What you should do:
Only the lines from the top of the data through the line with "one, and the" should be repeated, each exactly as written.

Entries shown:
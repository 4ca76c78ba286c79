// ========================================================================================
//
//                          Attribute Scores and Their Record Format
//
// ========================================================================================
//
// Every phase of the cooling loop speaks in `ScoreSet`s: the main-effects learner
// produces one, the relevance learner produces one, fusion produces one, and the
// survivors are reported as one. This module owns the ordering and rescaling rules
// those phases share, and the tab-separated record layout consumed by downstream
// tooling (`<score>\t<attribute>` with exactly eight decimals).

use log::warn;
use std::fs::File;
use std::io::{self, BufRead, BufReader, BufWriter, Write};
use std::path::Path;
use thiserror::Error;

/// A single attribute's score from one phase of one iteration.
#[derive(Debug, Clone, PartialEq)]
pub struct Score {
    pub value: f64,
    pub attribute: String,
}

impl Score {
    pub fn new(value: f64, attribute: impl Into<String>) -> Self {
        Self {
            value,
            attribute: attribute.into(),
        }
    }
}

/// Errors raised while reading score records back from text.
#[derive(Error, Debug)]
pub enum ScoreParseError {
    #[error("I/O error while reading score records: {0}")]
    Io(#[from] io::Error),
    #[error("Score record on line {line} has {found} fields, expected 2 (score and attribute name).")]
    MalformedRecord { line: usize, found: usize },
    #[error("Score record on line {line} has a non-numeric score '{value}'.")]
    InvalidValue { line: usize, value: String },
}

/// An ordered collection of scores, one per attribute.
///
/// The order is meaningful only after one of the explicit sort methods has been
/// called; producers are free to emit scores in whatever order they compute them.
#[derive(Debug, Clone, Default, PartialEq)]
pub struct ScoreSet {
    scores: Vec<Score>,
}

impl ScoreSet {
    pub fn new() -> Self {
        Self::default()
    }

    pub fn from_scores(scores: Vec<Score>) -> Self {
        Self { scores }
    }

    pub fn len(&self) -> usize {
        self.scores.len()
    }

    pub fn is_empty(&self) -> bool {
        self.scores.is_empty()
    }

    pub fn iter(&self) -> std::slice::Iter<'_, Score> {
        self.scores.iter()
    }

    pub fn into_vec(self) -> Vec<Score> {
        self.scores
    }

    pub fn names(&self) -> Vec<&str> {
        self.scores.iter().map(|s| s.attribute.as_str()).collect()
    }

    /// Looks up the score held by `attribute`, if present.
    pub fn value_of(&self, attribute: &str) -> Option<f64> {
        self.scores
            .iter()
            .find(|s| s.attribute == attribute)
            .map(|s| s.value)
    }

    /// Returns the first attribute name that appears more than once, if any.
    pub fn duplicate_attribute(&self) -> Option<&str> {
        let mut seen = ahash::AHashSet::with_capacity(self.scores.len());
        self.scores
            .iter()
            .map(|s| s.attribute.as_str())
            .find(|name| !seen.insert(*name))
    }

    /// True when this set holds exactly one score for every name in `names` and
    /// nothing else. Order is irrelevant.
    pub fn covers_exactly(&self, names: &[String]) -> bool {
        if self.scores.len() != names.len() || self.duplicate_attribute().is_some() {
            return false;
        }
        let expected: ahash::AHashSet<&str> = names.iter().map(String::as_str).collect();
        expected.len() == names.len()
            && self
                .scores
                .iter()
                .all(|s| expected.contains(s.attribute.as_str()))
    }

    /// The smallest and largest score values, or `None` for an empty set.
    pub fn value_range(&self) -> Option<(f64, f64)> {
        let first = self.scores.first()?.value;
        Some(self.scores.iter().fold((first, first), |(lo, hi), s| {
            (lo.min(s.value), hi.max(s.value))
        }))
    }

    /// Linearly rescales every value into `[0, 1]` with `(v - min) / (max - min)`.
    ///
    /// A degenerate set (all values equal, or no values at all) cannot be rescaled;
    /// it is returned untouched and a warning is logged under `label`.
    pub fn normalize(self, label: &str) -> ScoreSet {
        let Some((min, max)) = self.value_range() else {
            warn!("{label} produced no scores; nothing to normalize.");
            return self;
        };
        if min == max {
            warn!("{label} min and max scores are the same ({min}); skipping normalization.");
            return self;
        }
        let range = max - min;
        ScoreSet {
            scores: self
                .scores
                .into_iter()
                .map(|s| Score::new((s.value - min) / range, s.attribute))
                .collect(),
        }
    }

    /// Stable sort by attribute name, ascending.
    pub fn sort_by_name(&mut self) {
        self.scores.sort_by(|a, b| a.attribute.cmp(&b.attribute));
    }

    /// Stable sort by score value, lowest first. Ties keep their encounter order.
    pub fn sort_ascending(&mut self) {
        self.scores.sort_by(|a, b| a.value.total_cmp(&b.value));
    }

    /// Stable sort by score value, highest first. Ties keep their encounter order.
    pub fn sort_descending(&mut self) {
        self.scores.sort_by(|a, b| b.value.total_cmp(&a.value));
    }

    /// Keeps only the first `len` scores.
    pub fn truncate(&mut self, len: usize) {
        self.scores.truncate(len);
    }

    /// Keeps only the scores whose attribute satisfies `keep`.
    pub fn retain(&mut self, mut keep: impl FnMut(&Score) -> bool) {
        self.scores.retain(|s| keep(s));
    }

    /// Writes this set in record form to `path`, creating or truncating the file.
    pub fn save(&self, path: &Path) -> io::Result<()> {
        let mut writer = BufWriter::new(File::create(path)?);
        write_score_records(&mut writer, &self.scores)?;
        writer.flush()
    }

    /// Reads a record file written by [`ScoreSet::save`].
    pub fn load(path: &Path) -> Result<Self, ScoreParseError> {
        let reader = BufReader::new(File::open(path)?);
        Ok(Self::from_scores(read_score_records(reader)?))
    }
}

impl FromIterator<Score> for ScoreSet {
    fn from_iter<I: IntoIterator<Item = Score>>(iter: I) -> Self {
        Self {
            scores: iter.into_iter().collect(),
        }
    }
}

impl IntoIterator for ScoreSet {
    type Item = Score;
    type IntoIter = std::vec::IntoIter<Score>;

    fn into_iter(self) -> Self::IntoIter {
        self.scores.into_iter()
    }
}

impl<'a> IntoIterator for &'a ScoreSet {
    type Item = &'a Score;
    type IntoIter = std::slice::Iter<'a, Score>;

    fn into_iter(self) -> Self::IntoIter {
        self.scores.iter()
    }
}

// ========================================================================================
//                                  Record serialization
// ========================================================================================

/// Writes one `<score>\t<attribute>` line per score, score fixed at 8 decimals.
pub fn write_score_records<W: Write>(mut writer: W, scores: &[Score]) -> io::Result<()> {
    for score in scores {
        writeln!(writer, "{:.8}\t{}", score.value, score.attribute)?;
    }
    Ok(())
}

/// Parses lines produced by [`write_score_records`]. Blank lines are ignored.
pub fn read_score_records<R: BufRead>(reader: R) -> Result<Vec<Score>, ScoreParseError> {
    let mut scores = Vec::new();
    for (index, line) in reader.lines().enumerate() {
        let line = line?;
        if line.trim().is_empty() {
            continue;
        }
        let fields: Vec<&str> = line.split('\t').collect();
        if fields.len() != 2 {
            return Err(ScoreParseError::MalformedRecord {
                line: index + 1,
                found: fields.len(),
            });
        }
        let value = fields[0]
            .trim()
            .parse::<f64>()
            .map_err(|_| ScoreParseError::InvalidValue {
                line: index + 1,
                value: fields[0].to_string(),
            })?;
        scores.push(Score::new(value, fields[1]));
    }
    Ok(scores)
}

Finished exercise:
repository 4ca76c78ba286c79
// ========================================================================================
//
//                          Attribute Scores and Their Record Format
//
// ========================================================================================
//
// Every phase of the cooling loop speaks in `ScoreSet`s: the main-effects learner
// produces one, the relevance learner produces one, fusion produces one, and the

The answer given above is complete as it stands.